→ **What is required**:
Below are some entries; report how many of their lines contain the word "that", giving nothing besides the number.
START Input data
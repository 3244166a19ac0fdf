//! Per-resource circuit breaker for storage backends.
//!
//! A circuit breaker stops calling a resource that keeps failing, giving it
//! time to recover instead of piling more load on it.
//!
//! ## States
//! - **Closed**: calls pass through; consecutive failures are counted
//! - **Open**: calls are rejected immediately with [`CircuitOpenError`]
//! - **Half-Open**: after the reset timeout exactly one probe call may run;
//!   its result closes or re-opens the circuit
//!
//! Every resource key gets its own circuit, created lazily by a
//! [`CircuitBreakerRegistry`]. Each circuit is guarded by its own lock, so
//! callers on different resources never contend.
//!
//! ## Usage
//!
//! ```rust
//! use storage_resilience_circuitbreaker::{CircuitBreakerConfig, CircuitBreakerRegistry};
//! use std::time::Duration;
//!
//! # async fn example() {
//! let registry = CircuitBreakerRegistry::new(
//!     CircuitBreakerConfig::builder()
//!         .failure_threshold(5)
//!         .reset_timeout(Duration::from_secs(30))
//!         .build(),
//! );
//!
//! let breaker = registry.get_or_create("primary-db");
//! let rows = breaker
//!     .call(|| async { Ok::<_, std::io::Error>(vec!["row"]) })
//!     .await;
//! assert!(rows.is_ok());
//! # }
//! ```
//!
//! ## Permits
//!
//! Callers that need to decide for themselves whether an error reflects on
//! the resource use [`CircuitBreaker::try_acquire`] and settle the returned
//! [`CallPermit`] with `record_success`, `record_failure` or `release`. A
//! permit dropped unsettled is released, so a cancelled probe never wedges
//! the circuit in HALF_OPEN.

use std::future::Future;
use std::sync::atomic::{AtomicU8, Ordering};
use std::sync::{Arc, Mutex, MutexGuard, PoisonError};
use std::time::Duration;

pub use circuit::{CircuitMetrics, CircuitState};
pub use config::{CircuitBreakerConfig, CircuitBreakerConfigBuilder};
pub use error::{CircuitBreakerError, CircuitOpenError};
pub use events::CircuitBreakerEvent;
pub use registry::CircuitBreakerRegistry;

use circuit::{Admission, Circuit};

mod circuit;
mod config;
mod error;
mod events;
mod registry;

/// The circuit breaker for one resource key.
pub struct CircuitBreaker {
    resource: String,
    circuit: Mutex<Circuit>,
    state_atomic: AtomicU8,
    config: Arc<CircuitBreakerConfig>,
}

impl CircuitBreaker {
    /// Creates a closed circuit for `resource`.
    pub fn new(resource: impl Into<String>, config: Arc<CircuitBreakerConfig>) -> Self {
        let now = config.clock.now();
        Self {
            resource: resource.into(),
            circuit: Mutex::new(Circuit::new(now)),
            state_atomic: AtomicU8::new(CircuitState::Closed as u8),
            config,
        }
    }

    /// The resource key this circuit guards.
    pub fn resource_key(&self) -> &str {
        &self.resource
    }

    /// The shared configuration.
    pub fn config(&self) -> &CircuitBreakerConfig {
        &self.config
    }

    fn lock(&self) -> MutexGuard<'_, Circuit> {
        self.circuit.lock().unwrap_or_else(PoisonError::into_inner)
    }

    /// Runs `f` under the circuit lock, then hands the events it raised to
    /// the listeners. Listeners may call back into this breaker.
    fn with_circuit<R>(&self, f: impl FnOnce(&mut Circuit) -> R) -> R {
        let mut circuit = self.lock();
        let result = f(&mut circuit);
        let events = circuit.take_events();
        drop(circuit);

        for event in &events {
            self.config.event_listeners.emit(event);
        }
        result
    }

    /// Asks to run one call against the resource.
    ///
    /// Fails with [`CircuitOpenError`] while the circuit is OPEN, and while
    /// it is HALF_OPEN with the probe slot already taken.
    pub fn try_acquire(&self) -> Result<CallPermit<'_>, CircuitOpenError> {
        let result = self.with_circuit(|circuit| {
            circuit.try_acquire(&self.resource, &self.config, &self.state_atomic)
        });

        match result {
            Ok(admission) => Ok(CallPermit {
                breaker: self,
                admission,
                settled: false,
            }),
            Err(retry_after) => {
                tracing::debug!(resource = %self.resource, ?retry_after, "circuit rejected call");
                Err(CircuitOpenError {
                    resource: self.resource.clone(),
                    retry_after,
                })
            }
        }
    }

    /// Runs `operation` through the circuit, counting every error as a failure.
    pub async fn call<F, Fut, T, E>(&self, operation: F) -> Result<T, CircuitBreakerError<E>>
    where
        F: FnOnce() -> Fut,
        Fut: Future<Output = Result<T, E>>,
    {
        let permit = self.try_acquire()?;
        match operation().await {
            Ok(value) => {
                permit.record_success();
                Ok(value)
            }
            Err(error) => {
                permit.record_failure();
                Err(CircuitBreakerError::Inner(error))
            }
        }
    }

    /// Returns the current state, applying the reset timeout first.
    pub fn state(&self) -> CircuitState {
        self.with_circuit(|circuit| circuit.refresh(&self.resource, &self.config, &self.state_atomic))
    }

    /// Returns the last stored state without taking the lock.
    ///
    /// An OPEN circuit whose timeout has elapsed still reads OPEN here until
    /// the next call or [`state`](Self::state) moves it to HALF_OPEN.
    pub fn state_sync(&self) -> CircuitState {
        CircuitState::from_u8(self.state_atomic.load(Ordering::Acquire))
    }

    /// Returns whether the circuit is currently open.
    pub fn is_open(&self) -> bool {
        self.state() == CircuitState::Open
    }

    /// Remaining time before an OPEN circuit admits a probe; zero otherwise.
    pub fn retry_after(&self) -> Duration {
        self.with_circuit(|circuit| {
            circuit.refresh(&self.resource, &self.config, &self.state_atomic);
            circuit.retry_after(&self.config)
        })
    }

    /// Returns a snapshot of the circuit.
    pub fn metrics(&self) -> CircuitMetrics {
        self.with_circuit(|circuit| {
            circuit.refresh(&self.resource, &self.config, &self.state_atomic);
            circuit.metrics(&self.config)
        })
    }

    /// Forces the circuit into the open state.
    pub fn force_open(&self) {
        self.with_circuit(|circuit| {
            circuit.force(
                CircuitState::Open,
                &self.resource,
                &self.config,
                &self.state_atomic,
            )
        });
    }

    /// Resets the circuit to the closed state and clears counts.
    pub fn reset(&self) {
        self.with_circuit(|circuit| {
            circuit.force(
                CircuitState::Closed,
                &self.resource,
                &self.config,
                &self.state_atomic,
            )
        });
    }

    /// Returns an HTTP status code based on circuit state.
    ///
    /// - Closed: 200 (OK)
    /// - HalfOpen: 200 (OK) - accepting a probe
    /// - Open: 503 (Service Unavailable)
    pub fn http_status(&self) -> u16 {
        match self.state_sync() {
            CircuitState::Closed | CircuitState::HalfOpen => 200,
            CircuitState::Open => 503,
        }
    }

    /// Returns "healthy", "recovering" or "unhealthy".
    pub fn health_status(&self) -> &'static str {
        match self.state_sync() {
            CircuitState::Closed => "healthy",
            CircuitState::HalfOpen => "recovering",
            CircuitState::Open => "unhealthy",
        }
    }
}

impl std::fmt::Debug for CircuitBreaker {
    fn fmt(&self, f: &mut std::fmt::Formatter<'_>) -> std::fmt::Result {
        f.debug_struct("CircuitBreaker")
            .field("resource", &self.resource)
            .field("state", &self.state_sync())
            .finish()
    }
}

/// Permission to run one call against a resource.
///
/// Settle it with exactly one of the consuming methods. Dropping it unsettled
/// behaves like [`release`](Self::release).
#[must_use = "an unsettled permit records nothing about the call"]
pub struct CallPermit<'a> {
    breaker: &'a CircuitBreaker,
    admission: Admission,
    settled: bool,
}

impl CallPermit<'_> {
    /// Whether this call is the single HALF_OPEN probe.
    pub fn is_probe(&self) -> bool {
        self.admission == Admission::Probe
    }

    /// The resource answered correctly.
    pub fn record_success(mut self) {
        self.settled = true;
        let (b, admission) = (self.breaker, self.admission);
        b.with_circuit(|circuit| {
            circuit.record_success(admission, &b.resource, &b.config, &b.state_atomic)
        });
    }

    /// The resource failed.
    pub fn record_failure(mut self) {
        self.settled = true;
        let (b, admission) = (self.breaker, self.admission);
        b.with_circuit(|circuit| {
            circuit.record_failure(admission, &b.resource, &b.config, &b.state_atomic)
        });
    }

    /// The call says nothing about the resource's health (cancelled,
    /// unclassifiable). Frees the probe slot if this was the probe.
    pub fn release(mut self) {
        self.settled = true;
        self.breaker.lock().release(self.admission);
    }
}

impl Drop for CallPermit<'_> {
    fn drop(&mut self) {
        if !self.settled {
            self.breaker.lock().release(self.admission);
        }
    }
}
END Input data
→ **Reply**:
2